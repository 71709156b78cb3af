// Copyright (c) 2025 Erick Bourgeois, firestoned
// SPDX-License-Identifier: MIT

#![allow(unexpected_cfgs)]

//! # Tekton Exporter - Prometheus metrics for Tekton runs
//!
//! Watches Tekton `PipelineRun` and `TaskRun` resources and projects their
//! status and timing onto Prometheus gauges.
//!
//! ## Overview
//!
//! Each watched kind has its own worker. Every `Added`, `Modified` or
//! `Deleted` notification is projected onto a shared registry:
//!
//! ```text
//! WatchController --(event)--> EventProjector --(labels, value)--> MetricsRegistry --> /metrics
//! ```
//!
//! ## Modules
//!
//! - [`labels`] - Prometheus-safe naming of user-selected object labels
//! - [`resource`] - Typed accessors over untyped resource objects
//! - [`metrics`] - Registry holding the four exported gauge families
//! - [`projector`] - Event-to-metric projection
//! - [`watch`] - Watch subscriptions and their supervision
//! - [`server`] - HTTP endpoint serving the registry
//! - [`cli`] - Command-line flags
//!
//! ## Example
//!
//! ```rust
//! use std::sync::Arc;
//! use serde_json::json;
//! use tekton_exporter::kinds::{MetricType, RunKind};
//! use tekton_exporter::labels::PopulatedLabelSpec;
//! use tekton_exporter::metrics::MetricsRegistry;
//! use tekton_exporter::projector::{EventProjector, EventType, ResourceEvent};
//!
//! let spec = Arc::new(PopulatedLabelSpec::new(["team"]));
//! let registry = Arc::new(MetricsRegistry::new(&spec).unwrap());
//! let projector = EventProjector::new(RunKind::PipelineRun, spec, registry.clone());
//!
//! let object = json!({
//!     "metadata": {"name": "build-1", "namespace": "ci", "labels": {"team": "payments"}},
//!     "status": {"conditions": [{"type": "Succeeded", "status": "True", "reason": "Completed"}]}
//! });
//! projector
//!     .project(&ResourceEvent::new(RunKind::PipelineRun, EventType::Added, object))
//!     .unwrap();
//!
//! assert_eq!(registry.series(RunKind::PipelineRun, MetricType::Status).len(), 1);
//! ```

pub mod backoff;
pub mod cli;
pub mod constants;
pub mod errors;
pub mod kinds;
pub mod labels;
pub mod metrics;
pub mod projector;
pub mod resource;
pub mod server;
pub mod watch;
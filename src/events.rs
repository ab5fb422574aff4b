//! Event output for external integrations.
//!
//! Events are emitted as JSON lines to stdout or a configured file. The
//! merge run's progress stream can be routed through the same sink with
//! `--events`, so a UI or pipeline can watch a run without parsing the
//! human output.

use std::io::Write;
use std::path::{Path, PathBuf};

use chrono::{DateTime, Utc};
use serde::Serialize;

use crate::error::{Error, Result};
use crate::progress::{MergeProgress, ProgressSink};

pub const EVENT_SCHEMA_VERSION: &str = "ei.event.v1";

#[derive(Debug, Clone)]
pub enum EventDestination {
    Stdout,
    File(PathBuf),
}

impl EventDestination {
    pub fn parse(raw: Option<&str>) -> Option<Self> {
        raw.and_then(|value| {
            let trimmed = value.trim();
            if trimmed.is_empty() {
                return None;
            }
            if trimmed == "-" {
                return Some(EventDestination::Stdout);
            }
            Some(EventDestination::File(PathBuf::from(trimmed)))
        })
    }

    pub fn open(&self) -> Result<EventSink> {
        match self {
            EventDestination::Stdout => Ok(EventSink::stdout()),
            EventDestination::File(path) => EventSink::file(path),
        }
    }
}

/// High-level event kinds emitted by ei.
#[derive(Debug, Clone, Serialize)]
#[serde(rename_all = "snake_case")]
pub enum EventKind {
    EditRecorded,
    RunStarted,
    FileMerged,
    FileUnresolved,
    RunCompleted,
    RunFailed,
}

/// A structured event with optional payload.
#[derive(Debug, Clone, Serialize)]
pub struct Event {
    pub schema_version: &'static str,
    pub event: EventKind,
    pub timestamp: DateTime<Utc>,
    #[serde(skip_serializing_if = "Option::is_none")]
    pub agent: Option<String>,
    #[serde(skip_serializing_if = "Option::is_none")]
    pub data: Option<serde_json::Value>,
}

impl Event {
    /// Build a new event with an optional payload.
    pub fn new(event: EventKind, agent: Option<String>) -> Self {
        Self {
            schema_version: EVENT_SCHEMA_VERSION,
            event,
            timestamp: Utc::now(),
            agent,
            data: None,
        }
    }

    /// Attach a serializable payload to the event.
    pub fn with_data<T: Serialize>(mut self, data: T) -> Result<Self> {
        self.data = Some(serde_json::to_value(data)?);
        Ok(self)
    }
}

/// Event sink that writes JSONL output to a destination.
pub struct EventSink {
    writer: Box<dyn Write + Send>,
}

impl EventSink {
    /// Emit events to stdout.
    pub fn stdout() -> Self {
        Self {
            writer: Box::new(std::io::stdout()),
        }
    }

    /// Emit events to a file, creating it if necessary.
    pub fn file(path: &Path) -> Result<Self> {
        let file = std::fs::OpenOptions::new()
            .create(true)
            .append(true)
            .open(path)?;
        Ok(Self {
            writer: Box::new(file),
        })
    }

    /// Write a single event as JSONL.
    pub fn emit(&mut self, event: &Event) -> Result<()> {
        self.write_line(event)
    }

    fn write_line<T: Serialize>(&mut self, payload: &T) -> Result<()> {
        let serialized = serde_json::to_vec(payload)?;
        self.writer.write_all(&serialized)?;
        self.writer.write_all(b"\n")?;
        self.writer.flush().map_err(Error::Io)?;
        Ok(())
    }
}

#[derive(Serialize)]
struct ProgressLine<'a> {
    schema_version: &'static str,
    timestamp: DateTime<Utc>,
    #[serde(flatten)]
    progress: &'a MergeProgress,
}

impl ProgressSink for EventSink {
    fn emit(&mut self, event: &MergeProgress) {
        let line = ProgressLine {
            schema_version: EVENT_SCHEMA_VERSION,
            timestamp: Utc::now(),
            progress: event,
        };
        if let Err(err) = self.write_line(&line) {
            tracing::warn!(error = %err, "failed to emit progress event");
        }
    }
}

^^^^

Return, without any change, the lines from the one holding "#[derive(Serialize)]" through the end of the listing, and only those.

#[derive(Serialize)]
struct ProgressLine<'a> {
    schema_version: &'static str,
    timestamp: DateTime<Utc>,
    #[serde(flatten)]
    progress: &'a MergeProgress,
}

impl ProgressSink for EventSink {
    fn emit(&mut self, event: &MergeProgress) {
        let line = ProgressLine {
            schema_version: EVENT_SCHEMA_VERSION,
            timestamp: Utc::now(),
            progress: event,
        };
        if let Err(err) = self.write_line(&line) {
            tracing::warn!(error = %err, "failed to emit progress event");
        }
    }
}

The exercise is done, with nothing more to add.